How MVP Architecture Streamlines Android App Development in Suning+ Project
This article explains why the Suning+ Android app adopted the MVP pattern, details each layer's responsibilities, showcases the project’s multi‑layer structure, directory layout, and code snippets, and demonstrates how MVP reduces coupling and accelerates iterative development.
Why Use MVP Pattern
The Suning+ app faces rapidly changing business requirements and complex logic, which cause frequent UI and backend interface adjustments during development and testing. MVP helps decouple the view from the model, minimizing code changes and easing both developer and tester workloads.
What Is MVP Pattern
MVP, a Google‑originated design pattern, separates View (V) and Model (M) functions. The View handles user interaction and UI rendering, while the Model processes data. Communication between them occurs through the Presenter (P), which acts as a bridge.
MVP Pattern in Practice
In the Suning+ project, MVP was chosen to address the need for modularity and rapid iteration. The architecture includes distinct layers: frontend UI, business logic, data handling, runtime services, business framework, foundation framework, and the Android system layer.

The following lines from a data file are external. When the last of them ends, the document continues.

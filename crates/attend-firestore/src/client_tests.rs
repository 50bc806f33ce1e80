//! Tests for Firestore client configuration and error mapping.

use std::time::Duration;

use serial_test::serial;

use crate::client::FirestoreConfig;
use crate::error::FirestoreError;

fn clear_env() {
    for key in [
        "GCP_PROJECT_ID",
        "FIREBASE_PROJECT_ID",
        "FIRESTORE_DATABASE_ID",
        "FIRESTORE_CONNECT_TIMEOUT_SECS",
        "FIRESTORE_TIMEOUT_SECS",
        "FIRESTORE_RETRY_BASE_MS",
        "FIRESTORE_RETRY_MAX_MS",
        "FIRESTORE_RETRY_MAX_ATTEMPTS",
    ] {
        std::env::remove_var(key);
    }
}

// =============================================================================
// Error mapping
// =============================================================================

#[test]
fn test_error_from_http_status_429() {
    let err = FirestoreError::from_http_status(429, "rate limited");
    assert!(matches!(err, FirestoreError::RateLimited(_)));
    assert!(err.is_retryable());
}

#[test]
fn test_error_from_http_status_5xx() {
    for code in [500u16, 502, 503] {
        let err = FirestoreError::from_http_status(code, "server");
        assert!(matches!(err, FirestoreError::ServerError(c, _) if c == code));
        assert!(err.is_retryable(), "{} should be retryable", code);
    }
}

#[test]
fn test_error_from_http_status_4xx_not_retryable() {
    let cases = [
        (400u16, "bad request"),
        (403, "forbidden"),
        (404, "not found"),
        (409, "conflict"),
    ];
    for (code, msg) in cases {
        let err = FirestoreError::from_http_status(code, msg);
        assert!(!err.is_retryable(), "{} should not be retryable", code);
    }
    assert!(matches!(
        FirestoreError::from_http_status(403, "x"),
        FirestoreError::PermissionDenied(_)
    ));
}

#[test]
fn test_error_http_status_getter() {
    assert_eq!(FirestoreError::RateLimited(1000).http_status(), Some(429));
    assert_eq!(
        FirestoreError::ServerError(502, "bad gateway".into()).http_status(),
        Some(502)
    );
    assert_eq!(FirestoreError::NotFound("doc".into()).http_status(), Some(404));
    assert_eq!(FirestoreError::config("x").http_status(), None);
}

#[test]
fn test_error_retry_after_ms() {
    assert_eq!(FirestoreError::RateLimited(5000).retry_after_ms(), Some(5000));
    assert_eq!(
        FirestoreError::ServerError(500, "error".into()).retry_after_ms(),
        None
    );
}

// =============================================================================
// Config
// =============================================================================

#[test]
#[serial]
fn test_config_requires_project_id() {
    clear_env();
    assert!(matches!(
        FirestoreConfig::from_env(),
        Err(FirestoreError::Config(_))
    ));
}

#[test]
#[serial]
fn test_config_empty_gcp_project_falls_back_to_firebase() {
    clear_env();
    std::env::set_var("GCP_PROJECT_ID", "");
    std::env::set_var("FIREBASE_PROJECT_ID", "smart-classroom");
    let config = FirestoreConfig::from_env().unwrap();
    assert_eq!(config.project_id, "smart-classroom");
    clear_env();
}

#[test]
#[serial]
fn test_config_prefers_gcp_project_id() {
    clear_env();
    std::env::set_var("GCP_PROJECT_ID", "gcp-project");
    std::env::set_var("FIREBASE_PROJECT_ID", "firebase-project");
    let config = FirestoreConfig::from_env().unwrap();
    assert_eq!(config.project_id, "gcp-project");
    clear_env();
}

#[test]
#[serial]
fn test_config_defaults() {
    clear_env();
    std::env::set_var("GCP_PROJECT_ID", "test");
    let config = FirestoreConfig::from_env().unwrap();
    assert_eq!(config.database_id, "(default)");
    assert_eq!(config.connect_timeout, Duration::from_secs(5));
    assert_eq!(config.timeout, Duration::from_secs(30));
    assert_eq!(
        config.documents_root(),
        "projects/test/databases/(default)/documents"
    );
    clear_env();
}

#[test]
#[serial]
fn test_config_parses_overrides() {
    clear_env();
    std::env::set_var("GCP_PROJECT_ID", "test");
    std::env::set_var("FIRESTORE_DATABASE_ID", "attendance-db");
    std::env::set_var("FIRESTORE_CONNECT_TIMEOUT_SECS", "15");
    std::env::set_var("FIRESTORE_RETRY_BASE_MS", "50");
    std::env::set_var("FIRESTORE_RETRY_MAX_MS", "2000");
    let config = FirestoreConfig::from_env().unwrap();
    assert_eq!(config.database_id, "attendance-db");
    assert_eq!(config.connect_timeout, Duration::from_secs(15));
    assert_eq!(config.retry.base_delay_ms, 50);
    assert_eq!(config.retry.max_delay_ms, 2000);
    clear_env();
}

#[test]
#[serial]
fn test_config_ignores_invalid_numbers() {
    clear_env();
    std::env::set_var("GCP_PROJECT_ID", "test");
    std::env::set_var("FIRESTORE_CONNECT_TIMEOUT_SECS", "not-a-number");
    let config = FirestoreConfig::from_env().unwrap();
    assert_eq!(config.connect_timeout, Duration::from_secs(5));
    clear_env();
}

#[test]
#[serial]
fn test_config_rejects_inverted_retry_delays() {
    clear_env();
    std::env::set_var("GCP_PROJECT_ID", "test");
    std::env::set_var("FIRESTORE_RETRY_BASE_MS", "9000");
    std::env::set_var("FIRESTORE_RETRY_MAX_MS", "100");
    assert!(FirestoreConfig::from_env().is_err());
    clear_env();
}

Suning+ App Project Structure
The overall project architecture is illustrated in the diagram below, highlighting the separation of concerns across seven layers.
Directory Structure
The MVP‑based directory for the shopping‑cart confirmation page includes:
model – data processing.
presenter – business handling.
task – network requests.
ui – UI pages.
util – module‑wide utilities.
view – view‑refresh callbacks.
Overall Logic Design
Using the shopping‑cart screen as an example, the article presents class and sequence diagrams that clarify the roles and interactions of MVP components.
Code Implementation
M Layer (Model)
Network requests are encapsulated in separate Task classes. For the order‑confirmation page, a model interface (PSCShopCart2DataSource) is defined, and its implementation (PSCShopCart2Repository) invokes the Task to perform the request.
P Layer (Presenter)
The Presenter moves business logic out of Activities/Fragments, acting as the bridge between Model and View. A base presenter (PSCBaseActivityPresenter) is extended by all Activity presenters, and PSCActivityNetTask handles network callbacks and lifecycle‑aware loading indicators.
V Layer (View)
All Activities inherit from SuningActivity/SuningFragment, which bind and unbind the Presenter automatically. The IView interface defines callbacks that the View implements to receive data from the Presenter.
Conclusion
The MVP architecture effectively decouples UI, business logic, and data layers, reducing code modifications when requirements change and speeding up iteration. While MVC, MVP, and MVVM can all achieve functionality, the choice should be driven by the need to encapsulate change, promote module independence, and lower maintenance risk.